๏ By the sun and its brightness, (1) and the moon when it reflects it, (2) and the daylight when it reveals it, (3) and the night when it covers it, (4) by the heaven and He who built it,(5) and the earth, and He who spread it, (6) by the self and He who proportioned it, (7) He put in its mind its recklessness and its guardedness. (8) Indeed, he succeeds who purifies it, (9) and indeed, he fails who conceals it. (10)
A covetous people belied with their transgressions. (11) When he raised up the most wicked of them, (12) then said to them the messenger of God, “God’s finest gift and its nourishing drink.” (13) But they denied him, and they made it barren. So destroyed them their lord for their sin, and proportioned it. (14) And He does not fear its end. (15) ๏
— al-shams, 91/1-15
The chapter begins with imagery of alterity: sun, moon, day, night. This leads to mentioning of the nafs (nūn-fā-sīn), which suggests it too is of a similar nature: made up of opposites and complementary parts. But it has been well proportioned, able to choose between recklessness and righteousness.
The word fujūr (fā-jīm-rā) in verse 8 is contrasted with taqwā – taking guard. fujūr describes a trait that is different to being guarded, cautious and conscious of God.
It comes from the root fajara meaning cleaved and opened, or gushing forth from an opening.

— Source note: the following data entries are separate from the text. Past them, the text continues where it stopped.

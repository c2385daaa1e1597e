//! Pipeline lifecycle coordination

use std::sync::Arc;

use tokio::task::JoinHandle;
use tokio_util::sync::CancellationToken;
use tracing::{error, info};

use crate::config::PipelineConfig;
use crate::ingest::queue::ReadingQueue;
use crate::pipeline::{BatchWriter, RetentionSweeper};
use crate::store::ReadingStore;

/// Owns the cancellation token shared by the batch writer and retention
/// sweeper and drives orderly shutdown.
///
/// Both loops are started together and joined together: once
/// [`shutdown`](Self::shutdown) returns, neither task is left mid-iteration.
pub struct PipelineCoordinator {
    shutdown: CancellationToken,
    writer: JoinHandle<()>,
    sweeper: JoinHandle<()>,
}

impl PipelineCoordinator {
    /// Start the batch writer and retention sweeper as independent tasks.
    pub fn start(
        queue: Arc<ReadingQueue>,
        store: Arc<dyn ReadingStore>,
        config: &PipelineConfig,
    ) -> Self {
        let shutdown = CancellationToken::new();

        let writer = BatchWriter::new(
            queue,
            store.clone(),
            config.batch_size,
            config.flush_interval(),
            shutdown.clone(),
        )
        .spawn();

        let sweeper = RetentionSweeper::new(
            store,
            config.retention_months,
            config.sweep_interval(),
            shutdown.clone(),
        )
        .spawn();

        info!("pipeline started");

        Self {
            shutdown,
            writer,
            sweeper,
        }
    }

    /// Request cancellation of both loops. Idempotent; repeated calls are
    /// no-ops.
    pub fn request_shutdown(&self) {
        self.shutdown.cancel();
    }

    /// Request cancellation and wait for both loops to stop.
    pub async fn shutdown(self) {
        self.request_shutdown();
        self.join().await;
    }

    /// Wait for both loops to reach their terminal state.
    pub async fn join(self) {
        if let Err(error) = self.writer.await {
            error!(%error, "batch writer task failed");
        }
        if let Err(error) = self.sweeper.await {
            error!(%error, "retention sweeper task failed");
        }
        info!("pipeline stopped");
    }
}
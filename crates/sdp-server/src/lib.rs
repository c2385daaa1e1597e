//! SDP Server Library
//!
//! Ingestion service for streaming sensor telemetry.
//!
//! # Overview
//!
//! The server subscribes to an MQTT broker, normalizes every published
//! reading, buffers it in an in-memory queue, and persists it to PostgreSQL
//! in bounded batches. A second periodic task retires rows older than the
//! retention window. Both tasks share one cancellation token and are joined
//! on shutdown.
//!
//! # Architecture
//!
//! Data flows one way:
//!
//! ```text
//! MQTT publish -> transport bridge -> MessageIngestor -> ReadingQueue
//!              -> BatchWriter -> PostgreSQL
//! ```
//!
//! The [`pipeline::RetentionSweeper`] acts on PostgreSQL independently and is
//! not fed by the queue. The [`pipeline::PipelineCoordinator`] supervises
//! both periodic tasks but never touches the queue itself.
//!
//! Failure policy: a decode failure drops one message, a failed batch insert
//! drops one batch, a failed sweep skips one iteration. Nothing short of the
//! cancellation token terminates a loop.

pub mod config;
pub mod error;
pub mod ingest;
pub mod pipeline;
pub mod store;
pub mod transport;
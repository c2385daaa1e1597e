//! Message ingestion
//!
//! The ingestor is the transport's per-message callback. It decodes and
//! normalizes each payload and hands the result to the queue buffer; it never
//! touches the store or waits on the batch writer.

pub mod queue;

use std::sync::Arc;

use sdp_common::SensorReading;
use tracing::{trace, warn};

use crate::ingest::queue::ReadingQueue;

/// Per-message ingestion callback.
///
/// Cheap to clone; safe to invoke from any number of concurrent tasks. The
/// body is synchronous and non-blocking: its only obligation is
/// enqueue-or-drop-with-log.
#[derive(Clone)]
pub struct MessageIngestor {
    queue: Arc<ReadingQueue>,
}

impl MessageIngestor {
    pub fn new(queue: Arc<ReadingQueue>) -> Self {
        Self { queue }
    }

    /// Handle one inbound transport message.
    ///
    /// A payload that fails to decode is logged and dropped; the pipeline is
    /// not interrupted and no record is produced.
    pub fn handle_message(&self, topic: &str, payload: &[u8]) {
        match SensorReading::decode(payload) {
            Ok(reading) => {
                trace!(topic, location = %reading.location, "queued reading");
                self.queue.push(reading);
            },
            Err(error) => {
                warn!(topic, %error, "dropping undecodable payload");
            },
        }
    }
}

#[cfg(test)]
mod tests {
    use super::*;

    #[test]
    fn valid_payload_is_queued() {
        let queue = Arc::new(ReadingQueue::new());
        let ingestor = MessageIngestor::new(queue.clone());

        ingestor.handle_message(
            "sensors/room1",
            br#"{"temperature":21.236,"humidity":55.554,"location":"Room1","timestamp":"2024-01-01T00:00:00"}"#,
        );

        let drained = queue.pop_up_to(50);
        assert_eq!(drained.len(), 1);
        assert_eq!(drained[0].temperature, 21.24);
        assert_eq!(drained[0].humidity, 55.55);
    }

    #[test]
    fn undecodable_payload_is_dropped() {
        let queue = Arc::new(ReadingQueue::new());
        let ingestor = MessageIngestor::new(queue.clone());

        ingestor.handle_message("sensors/room1", b"not json");
        ingestor.handle_message("sensors/room1", b"");

        assert!(queue.is_empty());
    }
}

The word fajr is from this same root; the cleaving of the night and the gushing forth of the day i.e. daybreak.
Rushing forth, being reckless is an opposite of taqwā.
dassā of verse 10 may come from the root dāl-sīn-wāw, but is likely to share the same root as the word yadussu of _al-naḥl _⋆16/59, which is dāl-sīn-sīn. The root meaning is to conceal, hide, bury or make obscure.

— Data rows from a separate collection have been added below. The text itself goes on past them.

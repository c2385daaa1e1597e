//! Shared test helpers

use std::sync::atomic::{AtomicUsize, Ordering};
use std::sync::Mutex;
use std::time::Duration;

use async_trait::async_trait;
use chrono::{DateTime, Utc};
use sdp_common::SensorReading;
use sdp_server::error::StoreError;
use sdp_server::store::ReadingStore;

/// In-memory [`ReadingStore`] with failure injection.
///
/// Rows live in a flat vector; successful batch sizes and sweep cutoffs are
/// recorded in arrival order so tests can assert on the pipeline's behavior.
#[derive(Default)]
pub struct MockStore {
    rows: Mutex<Vec<SensorReading>>,
    batch_sizes: Mutex<Vec<usize>>,
    cutoffs: Mutex<Vec<DateTime<Utc>>>,
    insert_attempts: AtomicUsize,
    fail_inserts: AtomicUsize,
    fail_deletes: AtomicUsize,
}

impl MockStore {
    pub fn new() -> Self {
        Self::default()
    }

    /// Make the next `n` insert calls fail.
    pub fn fail_next_inserts(&self, n: usize) {
        self.fail_inserts.store(n, Ordering::SeqCst);
    }

    /// Make the next `n` delete calls fail.
    pub fn fail_next_deletes(&self, n: usize) {
        self.fail_deletes.store(n, Ordering::SeqCst);
    }

    /// Pre-populate the store, as if persisted by an earlier run.
    pub fn seed(&self, readings: Vec<SensorReading>) {
        self.rows.lock().unwrap().extend(readings);
    }

    pub fn rows(&self) -> Vec<SensorReading> {
        self.rows.lock().unwrap().clone()
    }

    pub fn batch_sizes(&self) -> Vec<usize> {
        self.batch_sizes.lock().unwrap().clone()
    }

    pub fn cutoffs(&self) -> Vec<DateTime<Utc>> {
        self.cutoffs.lock().unwrap().clone()
    }

    pub fn insert_attempts(&self) -> usize {
        self.insert_attempts.load(Ordering::SeqCst)
    }

    fn take_failure(counter: &AtomicUsize) -> bool {
        counter
            .fetch_update(Ordering::SeqCst, Ordering::SeqCst, |n| n.checked_sub(1))
            .is_ok()
    }
}

#[async_trait]
impl ReadingStore for MockStore {
    async fn insert_batch(&self, readings: Vec<SensorReading>) -> Result<(), StoreError> {
        self.insert_attempts.fetch_add(1, Ordering::SeqCst);

        if Self::take_failure(&self.fail_inserts) {
            return Err(StoreError::Database(sqlx::Error::PoolClosed));
        }

        self.batch_sizes.lock().unwrap().push(readings.len());
        self.rows.lock().unwrap().extend(readings);
        Ok(())
    }

    async fn delete_older_than(&self, cutoff: DateTime<Utc>) -> Result<u64, StoreError> {
        self.cutoffs.lock().unwrap().push(cutoff);

        if Self::take_failure(&self.fail_deletes) {
            return Err(StoreError::Database(sqlx::Error::PoolClosed));
        }

        let mut rows = self.rows.lock().unwrap();
        let before = rows.len();
        rows.retain(|r| r.recorded_at >= cutoff);
        Ok((before - rows.len()) as u64)
    }
}

/// A reading with a distinguishing location label.
pub fn reading(location: &str) -> SensorReading {
    reading_at(location, Utc::now())
}

pub fn reading_at(location: &str, recorded_at: DateTime<Utc>) -> SensorReading {
    SensorReading {
        id: None,
        humidity: 55.55,
        temperature: 21.24,
        location: location.to_string(),
        recorded_at,
    }
}

/// Poll `cond` until it holds or `timeout` elapses.
pub async fn wait_for<F>(cond: F, timeout: Duration, what: &str)
where
    F: Fn() -> bool,
{
    let deadline = tokio::time::Instant::now() + timeout;
    while !cond() {
        if tokio::time::Instant::now() >= deadline {
            panic!("timed out waiting for {what}");
        }
        tokio::time::sleep(Duration::from_millis(10)).await;
    }
}
//! SDP Server - Main entry point

use std::sync::Arc;
use std::time::Duration;

use anyhow::Result;
use sdp_common::logging::{init_logging, LogConfig};
use sqlx::postgres::PgPoolOptions;
use tokio::signal;
use tracing::info;

use sdp_server::{
    config::Config,
    ingest::{queue::ReadingQueue, MessageIngestor},
    pipeline::PipelineCoordinator,
    store::PgReadingStore,
    transport::MqttSource,
};

#[tokio::main]
async fn main() -> Result<()> {
    // Initialize logging with configuration from environment
    let log_config = LogConfig::from_env()?.with_file_prefix("sdp-server");
    init_logging(&log_config)?;

    info!("Starting SDP Server");

    // Load configuration
    let config = Config::load()?;
    info!(
        "Configuration loaded - broker {}:{}, topic filter {:?}",
        config.transport.broker_host, config.transport.broker_port, config.transport.topic_filter
    );

    // Initialize database connection pool
    let db_pool = PgPoolOptions::new()
        .max_connections(config.database.max_connections)
        .min_connections(config.database.min_connections)
        .acquire_timeout(Duration::from_secs(config.database.connect_timeout_secs))
        .idle_timeout(Duration::from_secs(config.database.idle_timeout_secs))
        .connect(&config.database.url)
        .await?;

    info!("Database connection pool established");

    // Run migrations
    sqlx::migrate!("../../migrations")
        .run(&db_pool)
        .await
        .map_err(|e| anyhow::anyhow!("Failed to run migrations: {}", e))?;

    info!("Database migrations completed");

    // Build the pipeline collaborators
    let queue = Arc::new(ReadingQueue::new());
    let store = Arc::new(PgReadingStore::new(db_pool));
    let ingestor = MessageIngestor::new(queue.clone());

    // Establish the transport subscription, then start the periodic loops
    let bridge = MqttSource::connect(&config.transport).spawn(ingestor);
    let coordinator = PipelineCoordinator::start(queue, store, &config.pipeline);

    // Run until an operator asks us to stop
    shutdown_signal().await;

    // Stop taking messages, then drain the pipeline tasks
    bridge.abort();
    coordinator.shutdown().await;

    info!("Server shut down gracefully");

    Ok(())
}

/// Graceful shutdown signal handler
async fn shutdown_signal() {
    let ctrl_c = async {
        if let Err(e) = signal::ctrl_c().await {
            tracing::error!("Failed to install Ctrl+C handler: {}", e);
        }
    };

    #[cfg(unix)]
    let terminate = async {
        match signal::unix::signal(signal::unix::SignalKind::terminate()) {
            Ok(mut signal) => {
                signal.recv().await;
            },
            Err(e) => {
                tracing::error!("Failed to install SIGTERM handler: {}", e);
            },
        }
    };

    #[cfg(not(unix))]
    let terminate = std::future::pending::<()>();

    tokio::select! {
        _ = ctrl_c => {
            info!("Received Ctrl+C, starting graceful shutdown");
        },
        _ = terminate => {
            info!("Received terminate signal, starting graceful shutdown");
        },
    }
}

The closing passage from verse 11 mentions thamūd.
thamūd is related to the verb thamada (thā-mīm-dāl), meaning to dig out, or to exhaust something. For example, mathmūd refers to a water source depleted by people crowding at it, or a person who has given everything away. thamūd could relate to people inclined towards materialism and consumerism, those who covet a thing and deplete a source through immoderate consumption.
Verse 13 has the phrase nāqata l-lahi wasuq'yāhā.

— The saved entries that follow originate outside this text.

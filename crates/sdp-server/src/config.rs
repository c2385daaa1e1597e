//! Configuration management

use serde::{Deserialize, Serialize};
use std::time::Duration;

// ============================================================================
// Transport Configuration Constants
// ============================================================================

/// Default MQTT broker host for local development.
pub const DEFAULT_BROKER_HOST: &str = "127.0.0.1";

/// Default MQTT broker port.
pub const DEFAULT_BROKER_PORT: u16 = 1883;

/// Default topic filter (all topics, as the sensor fleet publishes on
/// per-room topics).
pub const DEFAULT_TOPIC_FILTER: &str = "#";

/// Default MQTT client identifier.
pub const DEFAULT_CLIENT_ID: &str = "sdp-server";

/// Default MQTT keep-alive in seconds.
pub const DEFAULT_KEEP_ALIVE_SECS: u64 = 30;

// ============================================================================
// Database Configuration Constants
// ============================================================================

/// Default database URL for local development.
pub const DEFAULT_DATABASE_URL: &str = "postgresql://localhost/sdp";

/// Default maximum database connections in the pool.
pub const DEFAULT_DATABASE_MAX_CONNECTIONS: u32 = 10;

/// Default minimum database connections in the pool.
pub const DEFAULT_DATABASE_MIN_CONNECTIONS: u32 = 2;

/// Default database connection timeout in seconds.
pub const DEFAULT_DATABASE_CONNECT_TIMEOUT_SECS: u64 = 10;

/// Default database idle timeout in seconds (10 minutes).
pub const DEFAULT_DATABASE_IDLE_TIMEOUT_SECS: u64 = 600;

// ============================================================================
// Pipeline Configuration Constants
// ============================================================================

/// Default maximum readings drained per batch insert.
pub const DEFAULT_BATCH_SIZE: usize = 50;

/// Default wait between batch writer iterations in seconds.
pub const DEFAULT_FLUSH_INTERVAL_SECS: u64 = 1;

/// Default wait between retention sweeps in seconds (12 hours).
pub const DEFAULT_SWEEP_INTERVAL_SECS: u64 = 12 * 60 * 60;

/// Default retention window in calendar months.
pub const DEFAULT_RETENTION_MONTHS: u32 = 6;

/// Server configuration
#[derive(Debug, Clone, Serialize, Deserialize)]
pub struct Config {
    pub transport: TransportConfig,
    pub database: DatabaseConfig,
    pub pipeline: PipelineConfig,
}

/// MQTT transport configuration
#[derive(Debug, Clone, Serialize, Deserialize)]
pub struct TransportConfig {
    pub broker_host: String,
    pub broker_port: u16,
    pub topic_filter: String,
    pub client_id: String,
    pub keep_alive_secs: u64,
}

/// Database configuration
#[derive(Debug, Clone, Serialize, Deserialize)]
pub struct DatabaseConfig {
    pub url: String,
    pub max_connections: u32,
    pub min_connections: u32,
    pub connect_timeout_secs: u64,
    pub idle_timeout_secs: u64,
}

/// Pipeline tuning
#[derive(Debug, Clone, Serialize, Deserialize)]
pub struct PipelineConfig {
    /// Maximum readings drained from the queue per batch insert.
    pub batch_size: usize,
    /// Wait between batch writer iterations.
    pub flush_interval_secs: u64,
    /// Wait between retention sweeps.
    pub sweep_interval_secs: u64,
    /// Age at which persisted readings are retired, in calendar months.
    pub retention_months: u32,
}

impl Config {
    /// Load configuration from environment and defaults
    pub fn load() -> anyhow::Result<Self> {
        dotenvy::dotenv().ok();

        let config = Config {
            transport: TransportConfig {
                broker_host: std::env::var("MQTT_BROKER_HOST")
                    .unwrap_or_else(|_| DEFAULT_BROKER_HOST.to_string()),
                broker_port: std::env::var("MQTT_BROKER_PORT")
                    .ok()
                    .and_then(|s| s.parse().ok())
                    .unwrap_or(DEFAULT_BROKER_PORT),
                topic_filter: std::env::var("MQTT_TOPIC_FILTER")
                    .unwrap_or_else(|_| DEFAULT_TOPIC_FILTER.to_string()),
                client_id: std::env::var("MQTT_CLIENT_ID")
                    .unwrap_or_else(|_| DEFAULT_CLIENT_ID.to_string()),
                keep_alive_secs: std::env::var("MQTT_KEEP_ALIVE_SECS")
                    .ok()
                    .and_then(|s| s.parse().ok())
                    .unwrap_or(DEFAULT_KEEP_ALIVE_SECS),
            },
            database: DatabaseConfig {
                url: std::env::var("DATABASE_URL")
                    .unwrap_or_else(|_| DEFAULT_DATABASE_URL.to_string()),
                max_connections: std::env::var("DATABASE_MAX_CONNECTIONS")
                    .ok()
                    .and_then(|s| s.parse().ok())
                    .unwrap_or(DEFAULT_DATABASE_MAX_CONNECTIONS),
                min_connections: std::env::var("DATABASE_MIN_CONNECTIONS")
                    .ok()
                    .and_then(|s| s.parse().ok())
                    .unwrap_or(DEFAULT_DATABASE_MIN_CONNECTIONS),
                connect_timeout_secs: std::env::var("DATABASE_CONNECT_TIMEOUT")
                    .ok()
                    .and_then(|s| s.parse().ok())
                    .unwrap_or(DEFAULT_DATABASE_CONNECT_TIMEOUT_SECS),
                idle_timeout_secs: std::env::var("DATABASE_IDLE_TIMEOUT")
                    .ok()
                    .and_then(|s| s.parse().ok())
                    .unwrap_or(DEFAULT_DATABASE_IDLE_TIMEOUT_SECS),
            },
            pipeline: PipelineConfig::from_env(),
        };

        config.validate()?;

        Ok(config)
    }

    /// Validate configuration
    pub fn validate(&self) -> anyhow::Result<()> {
        if self.transport.broker_host.is_empty() {
            anyhow::bail!("MQTT broker host cannot be empty");
        }

        if self.transport.broker_port == 0 {
            anyhow::bail!("MQTT broker port must be greater than 0");
        }

        if self.transport.topic_filter.is_empty() {
            anyhow::bail!("MQTT topic filter cannot be empty");
        }

        if self.database.url.is_empty() {
            anyhow::bail!("Database URL cannot be empty");
        }

        if self.database.max_connections == 0 {
            anyhow::bail!("Database max_connections must be greater than 0");
        }

        if self.database.min_connections > self.database.max_connections {
            anyhow::bail!(
                "Database min_connections ({}) cannot be greater than max_connections ({})",
                self.database.min_connections,
                self.database.max_connections
            );
        }

        self.pipeline.validate()?;

        Ok(())
    }
}

impl PipelineConfig {
    /// Load pipeline tuning from environment variables
    pub fn from_env() -> Self {
        Self {
            batch_size: std::env::var("PIPELINE_BATCH_SIZE")
                .ok()
                .and_then(|s| s.parse().ok())
                .unwrap_or(DEFAULT_BATCH_SIZE),
            flush_interval_secs: std::env::var("PIPELINE_FLUSH_INTERVAL_SECS")
                .ok()
                .and_then(|s| s.parse().ok())
                .unwrap_or(DEFAULT_FLUSH_INTERVAL_SECS),
            sweep_interval_secs: std::env::var("PIPELINE_SWEEP_INTERVAL_SECS")
                .ok()
                .and_then(|s| s.parse().ok())
                .unwrap_or(DEFAULT_SWEEP_INTERVAL_SECS),
            retention_months: std::env::var("PIPELINE_RETENTION_MONTHS")
                .ok()
                .and_then(|s| s.parse().ok())
                .unwrap_or(DEFAULT_RETENTION_MONTHS),
        }
    }

    /// Validate pipeline tuning
    pub fn validate(&self) -> anyhow::Result<()> {
        if self.batch_size == 0 {
            anyhow::bail!("PIPELINE_BATCH_SIZE must be greater than 0");
        }
        if self.flush_interval_secs == 0 {
            anyhow::bail!("PIPELINE_FLUSH_INTERVAL_SECS must be greater than 0");
        }
        if self.sweep_interval_secs == 0 {
            anyhow::bail!("PIPELINE_SWEEP_INTERVAL_SECS must be greater than 0");
        }
        if self.retention_months == 0 {
            anyhow::bail!("PIPELINE_RETENTION_MONTHS must be greater than 0");
        }
        Ok(())
    }

    /// Get the batch writer wait as a Duration
    pub fn flush_interval(&self) -> Duration {
        Duration::from_secs(self.flush_interval_secs)
    }

    /// Get the sweeper wait as a Duration
    pub fn sweep_interval(&self) -> Duration {
        Duration::from_secs(self.sweep_interval_secs)
    }
}

impl Default for Config {
    fn default() -> Self {
        Self {
            transport: TransportConfig::default(),
            database: DatabaseConfig::default(),
            pipeline: PipelineConfig::default(),
        }
    }
}

impl Default for TransportConfig {
    fn default() -> Self {
        Self {
            broker_host: DEFAULT_BROKER_HOST.to_string(),
            broker_port: DEFAULT_BROKER_PORT,
            topic_filter: DEFAULT_TOPIC_FILTER.to_string(),
            client_id: DEFAULT_CLIENT_ID.to_string(),
            keep_alive_secs: DEFAULT_KEEP_ALIVE_SECS,
        }
    }
}

impl Default for DatabaseConfig {
    fn default() -> Self {
        Self {
            url: DEFAULT_DATABASE_URL.to_string(),
            max_connections: DEFAULT_DATABASE_MAX_CONNECTIONS,
            min_connections: DEFAULT_DATABASE_MIN_CONNECTIONS,
            connect_timeout_secs: DEFAULT_DATABASE_CONNECT_TIMEOUT_SECS,
            idle_timeout_secs: DEFAULT_DATABASE_IDLE_TIMEOUT_SECS,
        }
    }
}

impl Default for PipelineConfig {
    fn default() -> Self {
        Self {
            batch_size: DEFAULT_BATCH_SIZE,
            flush_interval_secs: DEFAULT_FLUSH_INTERVAL_SECS,
            sweep_interval_secs: DEFAULT_SWEEP_INTERVAL_SECS,
            retention_months: DEFAULT_RETENTION_MONTHS,
        }
    }
}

nāqat is from the root nūn-wāw-qāf, which relates to:
- daintiness, nicety, exquisiteness, refinement, or scrupulous nicety and exactness; the exceeding of what is usual in a thing; the choosing what is excellent, or best; doing skilfully; making it good or beautiful, sound, or free from defect or imperfection. (Lane, vol. 8, p. 3039)
The word is used to refer to a she-camel, as the Arabs considered it one of the finer things in life. In context of the verse, the nāqat of God is perfect means to health which relates to the imagery of the start of the chapter. The sun gives growth, the moon provides light in the darkness, the heavens provide water for the earth, and the earth is spread out for our use, and our souls have been balanced to cherish these things.
suq'yā means drink, or that which waters to allow nourishment and growth. God's nāqat provided drink for the people.
But they denied the call of the messenger and ʿaqarūhā.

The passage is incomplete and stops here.